534.5
Understanding “Neoliberal Spatial Violence” As a New Mode of Production

Wednesday, 18 July 2018: 09:18
Location: 203D (MTCC NORTH BUILDING)
Oral Presentation
Lipon MONDAL, Virginia Tech, USA
This paper aims to examine how violence, both subjective and objective, produces and sustains a particular mode of production in a neoliberal urban space. The article thus uses two sets of data (came from fieldwork in Dhaka, Bangladesh, during the summer 2017): (1) 65 life histories collected from the poor who have been living since the 1980s in inner-city slums located in the 500-meter buffer zone on each side of a one-mile long street (i.e. Panthapath), and (2) a slum survey conducted in this particular area (which finds 147 slums built on privately owned lands, of which 72 slums are on grabbed/disputed lands).

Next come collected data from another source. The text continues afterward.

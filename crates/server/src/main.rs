use std::{net::SocketAddr, path::Path as FsPath, sync::Arc};

use axum::{
    extract::{Path, State},
    http::StatusCode,
    routing::get,
    Json, Router,
};
use chrono::NaiveDate;
use shared::{
    domain::{find_rover, RoverOption},
    error::{ApiError, ApiException, ErrorCode},
    protocol::{ManifestEnvelope, Photo},
};
use tower_http::{services::ServeDir, trace::TraceLayer};
use tracing::{error, info};
use tracing_subscriber::EnvFilter;

mod config;
mod upstream;

use config::{load_settings, DATE_FORMAT};
use upstream::{NasaClient, UpstreamError};

#[derive(Clone)]
struct AppState {
    upstream: NasaClient,
    manifest_max_date: NaiveDate,
}

type ApiResult<T> = Result<Json<T>, (StatusCode, Json<ApiError>)>;

#[tokio::main]
async fn main() -> anyhow::Result<()> {
    let _ = dotenvy::dotenv();
    tracing_subscriber::fmt()
        .with_env_filter(EnvFilter::try_from_default_env().unwrap_or_else(|_| "info".into()))
        .init();

    let settings = load_settings()?;
    let upstream = NasaClient::new(&settings.upstream_url, settings.api_key.clone())?;
    let state = AppState {
        upstream,
        manifest_max_date: settings.manifest_max_date,
    };
    let app = build_router(Arc::new(state), &settings.static_dir);

    let addr: SocketAddr = settings.server_bind.parse()?;
    info!(%addr, static_dir = %settings.static_dir.display(), "rover proxy listening");
    let listener = tokio::net::TcpListener::bind(addr).await?;
    axum::serve(listener, app).await?;
    Ok(())
}

/// Static files win; a path with no file under `static_dir` reaches the rover routes.
fn build_router(state: Arc<AppState>, static_dir: &FsPath) -> Router {
    let api = Router::new()
        .route("/healthz", get(healthz))
        .route("/:name", get(rover_manifest))
        .route("/rover-images/:name/:date", get(rover_images))
        .with_state(state);

    Router::new()
        .fallback_service(ServeDir::new(static_dir).fallback(api))
        .layer(TraceLayer::new_for_http())
}

async fn healthz() -> &'static str {
    "ok"
}

async fn rover_manifest(
    State(state): State<Arc<AppState>>,
    Path(name): Path<String>,
) -> ApiResult<ManifestEnvelope> {
    let rover = parse_rover(&name).map_err(reject)?;
    let envelope = state
        .upstream
        .manifest(&rover.slug(), state.manifest_max_date)
        .await
        .map_err(|e| bad_gateway(rover, e))?;
    Ok(Json(envelope))
}

async fn rover_images(
    State(state): State<Arc<AppState>>,
    Path((name, date)): Path<(String, String)>,
) -> ApiResult<Vec<Photo>> {
    let rover = parse_rover(&name).map_err(reject)?;
    let date = parse_date(&date).map_err(reject)?;
    let photos = state
        .upstream
        .photos(&rover.slug(), date)
        .await
        .map_err(|e| bad_gateway(rover, e))?;
    Ok(Json(photos))
}

fn parse_rover(name: &str) -> Result<&'static RoverOption, ApiException> {
    find_rover(name)
        .ok_or_else(|| ApiException::new(ErrorCode::NotFound, format!("unknown rover '{name}'")))
}

fn parse_date(raw: &str) -> Result<NaiveDate, ApiException> {
    NaiveDate::parse_from_str(raw, DATE_FORMAT).map_err(|_| {
        ApiException::new(
            ErrorCode::Validation,
            format!("date '{raw}' must be formatted as YYYY-MM-DD"),
        )
    })
}

fn reject(exception: ApiException) -> (StatusCode, Json<ApiError>) {
    let status = match exception.code {
        ErrorCode::NotFound => StatusCode::NOT_FOUND,
        ErrorCode::Validation => StatusCode::BAD_REQUEST,
        ErrorCode::BadGateway => StatusCode::BAD_GATEWAY,
    };
    (status, Json(exception.into()))
}

fn bad_gateway(rover: &RoverOption, err: UpstreamError) -> (StatusCode, Json<ApiError>) {
    error!(rover = rover.name, error = %err, "upstream request failed");
    reject(ApiException::new(ErrorCode::BadGateway, err.to_string()))
}

#[cfg(test)]
#[path = "tests/main_tests.rs"]
mod tests;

The empirical evidence purports the “neoliberal spatial violence” as a peculiar type of mode of production due to its embeddedness in the violent processes of capital accumulation. This accumulation process has at least four dimensions. First, this process evicts urban poor from their lands or homes. Second, the very process brings back those evicted poor to live in the commercially built tin-shed slum-houses and forces them to pay a high rent for a 216-252 cubic feet room without any window/ventilation (where 4-7 people usually live) and compels them to share one kitchen, one bathroom, and one toilet with 50-80 people. Third, it forces the poor to live under constant threat to their health and lives and punishes those who appear to be a threat to illegal housing (and drug) business. Fourth, it violently dispossesses the poor from all forms of capital and keeps them in extreme poverty across generations, confining them to a “lifetime prison cell” as tenants.

By reflecting on Marxist spatial theories, Galtung's idea of structural violence, and Žižek's conception of systemic violence, this presentation argues that violence qualifies to become a "new mode of production" in the era of neoliberal globalization.